Exercise objective – Look through the records below for the line holding "a context targets.". Write it out exactly, with each following line through the line holding "if let Some(dest)".

*** Material shown Section Begins ***

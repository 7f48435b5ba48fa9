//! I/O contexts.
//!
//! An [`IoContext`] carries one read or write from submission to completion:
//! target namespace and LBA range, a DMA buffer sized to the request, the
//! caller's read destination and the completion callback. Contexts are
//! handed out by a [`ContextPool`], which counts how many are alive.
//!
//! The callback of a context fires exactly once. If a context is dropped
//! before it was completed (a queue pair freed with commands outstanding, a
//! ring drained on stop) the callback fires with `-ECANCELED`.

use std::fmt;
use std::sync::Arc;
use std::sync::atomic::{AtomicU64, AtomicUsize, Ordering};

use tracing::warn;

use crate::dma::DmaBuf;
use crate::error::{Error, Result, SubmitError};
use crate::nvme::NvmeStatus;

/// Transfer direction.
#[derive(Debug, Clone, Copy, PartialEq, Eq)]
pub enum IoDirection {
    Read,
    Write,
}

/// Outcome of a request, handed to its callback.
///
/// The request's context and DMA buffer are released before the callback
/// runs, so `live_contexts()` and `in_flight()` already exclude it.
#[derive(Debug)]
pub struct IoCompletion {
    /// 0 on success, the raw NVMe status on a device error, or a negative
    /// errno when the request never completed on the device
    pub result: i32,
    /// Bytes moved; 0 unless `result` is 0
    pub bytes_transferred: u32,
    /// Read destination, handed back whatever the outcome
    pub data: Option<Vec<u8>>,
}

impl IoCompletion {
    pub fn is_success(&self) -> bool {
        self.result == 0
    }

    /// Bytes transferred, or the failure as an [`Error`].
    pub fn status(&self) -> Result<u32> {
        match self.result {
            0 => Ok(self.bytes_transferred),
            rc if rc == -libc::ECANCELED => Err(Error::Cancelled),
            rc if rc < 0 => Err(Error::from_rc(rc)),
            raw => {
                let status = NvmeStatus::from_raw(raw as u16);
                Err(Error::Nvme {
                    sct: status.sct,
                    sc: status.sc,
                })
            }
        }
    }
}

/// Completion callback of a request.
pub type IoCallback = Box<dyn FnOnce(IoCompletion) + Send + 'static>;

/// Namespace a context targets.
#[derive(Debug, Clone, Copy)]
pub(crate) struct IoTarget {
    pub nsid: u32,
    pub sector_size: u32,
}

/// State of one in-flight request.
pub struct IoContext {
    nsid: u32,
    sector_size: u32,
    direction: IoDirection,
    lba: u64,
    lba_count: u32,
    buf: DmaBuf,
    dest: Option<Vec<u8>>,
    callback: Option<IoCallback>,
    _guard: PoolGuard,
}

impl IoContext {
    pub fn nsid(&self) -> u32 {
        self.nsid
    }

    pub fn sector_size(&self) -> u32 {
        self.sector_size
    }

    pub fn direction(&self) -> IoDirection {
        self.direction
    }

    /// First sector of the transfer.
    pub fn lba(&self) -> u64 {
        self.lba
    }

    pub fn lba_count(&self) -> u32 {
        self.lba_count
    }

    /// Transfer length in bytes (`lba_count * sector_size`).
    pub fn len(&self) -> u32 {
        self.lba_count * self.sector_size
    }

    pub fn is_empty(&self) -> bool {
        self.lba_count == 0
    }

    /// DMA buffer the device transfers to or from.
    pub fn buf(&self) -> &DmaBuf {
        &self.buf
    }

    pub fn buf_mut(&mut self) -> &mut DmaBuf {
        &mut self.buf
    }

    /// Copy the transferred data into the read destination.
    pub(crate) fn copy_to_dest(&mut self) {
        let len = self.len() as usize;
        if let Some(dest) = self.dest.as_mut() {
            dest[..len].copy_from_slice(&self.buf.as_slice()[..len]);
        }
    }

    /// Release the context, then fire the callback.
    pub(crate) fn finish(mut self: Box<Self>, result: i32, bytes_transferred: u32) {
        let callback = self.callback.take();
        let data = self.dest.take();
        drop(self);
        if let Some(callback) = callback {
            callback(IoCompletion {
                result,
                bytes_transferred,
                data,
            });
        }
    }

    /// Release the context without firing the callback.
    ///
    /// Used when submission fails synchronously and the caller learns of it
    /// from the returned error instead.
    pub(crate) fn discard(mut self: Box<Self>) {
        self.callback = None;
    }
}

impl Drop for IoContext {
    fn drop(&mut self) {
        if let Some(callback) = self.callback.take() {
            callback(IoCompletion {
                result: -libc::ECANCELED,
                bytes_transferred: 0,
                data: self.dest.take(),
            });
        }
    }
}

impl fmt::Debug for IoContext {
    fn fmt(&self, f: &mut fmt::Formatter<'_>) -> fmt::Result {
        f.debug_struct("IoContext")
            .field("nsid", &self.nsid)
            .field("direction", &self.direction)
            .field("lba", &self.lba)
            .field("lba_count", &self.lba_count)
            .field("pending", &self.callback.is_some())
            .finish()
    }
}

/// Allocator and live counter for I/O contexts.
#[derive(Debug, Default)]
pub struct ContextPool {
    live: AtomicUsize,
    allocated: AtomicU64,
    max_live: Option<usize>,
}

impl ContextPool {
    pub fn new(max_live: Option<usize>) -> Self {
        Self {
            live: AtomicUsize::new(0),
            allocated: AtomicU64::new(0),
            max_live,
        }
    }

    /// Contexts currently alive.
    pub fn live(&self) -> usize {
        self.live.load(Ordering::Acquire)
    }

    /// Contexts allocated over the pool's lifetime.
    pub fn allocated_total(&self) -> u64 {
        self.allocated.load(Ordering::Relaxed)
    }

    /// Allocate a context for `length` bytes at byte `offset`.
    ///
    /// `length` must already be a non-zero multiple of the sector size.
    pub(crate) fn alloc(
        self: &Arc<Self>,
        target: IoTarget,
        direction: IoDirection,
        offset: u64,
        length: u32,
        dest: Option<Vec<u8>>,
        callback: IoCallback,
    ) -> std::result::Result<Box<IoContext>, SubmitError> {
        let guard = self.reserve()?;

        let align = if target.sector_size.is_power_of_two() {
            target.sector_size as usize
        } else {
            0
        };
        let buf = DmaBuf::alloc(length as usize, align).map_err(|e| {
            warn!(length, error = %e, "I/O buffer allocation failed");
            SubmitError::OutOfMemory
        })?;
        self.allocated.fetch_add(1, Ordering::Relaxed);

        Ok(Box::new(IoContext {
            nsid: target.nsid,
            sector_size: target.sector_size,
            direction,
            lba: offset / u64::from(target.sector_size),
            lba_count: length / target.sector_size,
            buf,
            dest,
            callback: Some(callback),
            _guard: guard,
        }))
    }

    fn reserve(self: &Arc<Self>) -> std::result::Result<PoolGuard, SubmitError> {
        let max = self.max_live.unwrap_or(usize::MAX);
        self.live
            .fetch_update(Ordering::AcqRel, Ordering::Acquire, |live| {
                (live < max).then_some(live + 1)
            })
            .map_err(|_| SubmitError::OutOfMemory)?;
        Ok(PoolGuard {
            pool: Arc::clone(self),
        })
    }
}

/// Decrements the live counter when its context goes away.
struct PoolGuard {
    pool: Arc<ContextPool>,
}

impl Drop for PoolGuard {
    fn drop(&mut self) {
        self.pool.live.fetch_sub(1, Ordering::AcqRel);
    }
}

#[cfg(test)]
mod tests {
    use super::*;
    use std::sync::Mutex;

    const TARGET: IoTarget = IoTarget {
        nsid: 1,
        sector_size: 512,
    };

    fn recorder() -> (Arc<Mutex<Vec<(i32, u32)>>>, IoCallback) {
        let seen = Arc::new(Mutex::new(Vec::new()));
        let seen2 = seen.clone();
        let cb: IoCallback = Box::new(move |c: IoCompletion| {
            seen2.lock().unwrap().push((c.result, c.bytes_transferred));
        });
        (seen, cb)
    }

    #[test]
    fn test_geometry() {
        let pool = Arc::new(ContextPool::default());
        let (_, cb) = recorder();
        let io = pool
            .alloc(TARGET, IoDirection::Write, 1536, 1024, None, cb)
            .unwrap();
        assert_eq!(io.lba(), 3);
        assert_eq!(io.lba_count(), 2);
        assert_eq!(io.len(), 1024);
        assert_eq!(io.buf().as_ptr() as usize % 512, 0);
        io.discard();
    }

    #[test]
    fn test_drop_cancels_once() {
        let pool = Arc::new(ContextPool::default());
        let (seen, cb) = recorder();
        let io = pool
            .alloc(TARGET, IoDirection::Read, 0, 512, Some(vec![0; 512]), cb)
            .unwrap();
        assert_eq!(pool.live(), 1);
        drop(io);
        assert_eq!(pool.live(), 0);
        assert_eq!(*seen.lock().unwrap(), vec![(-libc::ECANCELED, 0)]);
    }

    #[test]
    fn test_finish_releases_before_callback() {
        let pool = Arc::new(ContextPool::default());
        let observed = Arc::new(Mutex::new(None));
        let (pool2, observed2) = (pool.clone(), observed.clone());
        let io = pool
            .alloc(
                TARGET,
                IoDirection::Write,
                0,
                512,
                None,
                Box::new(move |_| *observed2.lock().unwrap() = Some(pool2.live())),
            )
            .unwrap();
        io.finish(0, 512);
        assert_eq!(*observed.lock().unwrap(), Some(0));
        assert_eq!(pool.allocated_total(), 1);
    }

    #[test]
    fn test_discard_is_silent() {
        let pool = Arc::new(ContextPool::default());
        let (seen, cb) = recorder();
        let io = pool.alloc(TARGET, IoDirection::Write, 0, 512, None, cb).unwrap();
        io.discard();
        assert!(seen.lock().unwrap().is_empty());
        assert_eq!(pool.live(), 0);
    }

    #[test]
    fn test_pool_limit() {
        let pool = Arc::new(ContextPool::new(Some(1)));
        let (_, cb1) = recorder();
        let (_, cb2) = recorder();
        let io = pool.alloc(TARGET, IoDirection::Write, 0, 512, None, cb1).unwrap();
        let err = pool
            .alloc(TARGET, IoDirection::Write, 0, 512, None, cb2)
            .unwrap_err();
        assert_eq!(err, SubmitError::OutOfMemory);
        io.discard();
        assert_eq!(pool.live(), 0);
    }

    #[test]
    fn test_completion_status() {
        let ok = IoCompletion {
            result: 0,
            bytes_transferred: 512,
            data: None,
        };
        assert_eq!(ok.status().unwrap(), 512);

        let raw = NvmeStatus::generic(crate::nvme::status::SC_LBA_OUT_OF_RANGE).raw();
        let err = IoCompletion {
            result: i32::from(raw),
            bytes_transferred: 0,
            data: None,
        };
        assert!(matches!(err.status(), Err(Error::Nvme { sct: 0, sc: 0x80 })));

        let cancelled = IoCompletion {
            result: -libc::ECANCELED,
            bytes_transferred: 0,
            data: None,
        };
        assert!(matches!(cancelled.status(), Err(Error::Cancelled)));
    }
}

*** Material shown Section Ends ***

Exercise result –
/// Namespace a context targets.
#[derive(Debug, Clone, Copy)]
pub(crate) struct IoTarget {
    pub nsid: u32,
    pub sector_size: u32,
}

/// State of one in-flight request.
pub struct IoContext {
    nsid: u32,
    sector_size: u32,
    direction: IoDirection,
    lba: u64,
    lba_count: u32,
    buf: DmaBuf,
    dest: Option<Vec<u8>>,
    callback: Option<IoCallback>,
    _guard: PoolGuard,
}

impl IoContext {
    pub fn nsid(&self) -> u32 {
        self.nsid
    }

    pub fn sector_size(&self) -> u32 {
        self.sector_size
    }

    pub fn direction(&self) -> IoDirection {
        self.direction
    }

    /// First sector of the transfer.
    pub fn lba(&self) -> u64 {
        self.lba
    }

    pub fn lba_count(&self) -> u32 {
        self.lba_count
    }

    /// Transfer length in bytes (`lba_count * sector_size`).
    pub fn len(&self) -> u32 {
        self.lba_count * self.sector_size
    }

    pub fn is_empty(&self) -> bool {
        self.lba_count == 0
    }

    /// DMA buffer the device transfers to or from.
    pub fn buf(&self) -> &DmaBuf {
        &self.buf
    }

    pub fn buf_mut(&mut self) -> &mut DmaBuf {
        &mut self.buf
    }

    /// Copy the transferred data into the read destination.
    pub(crate) fn copy_to_dest(&mut self) {
        let len = self.len() as usize;
        if let Some(dest) = self.dest.as_mut() {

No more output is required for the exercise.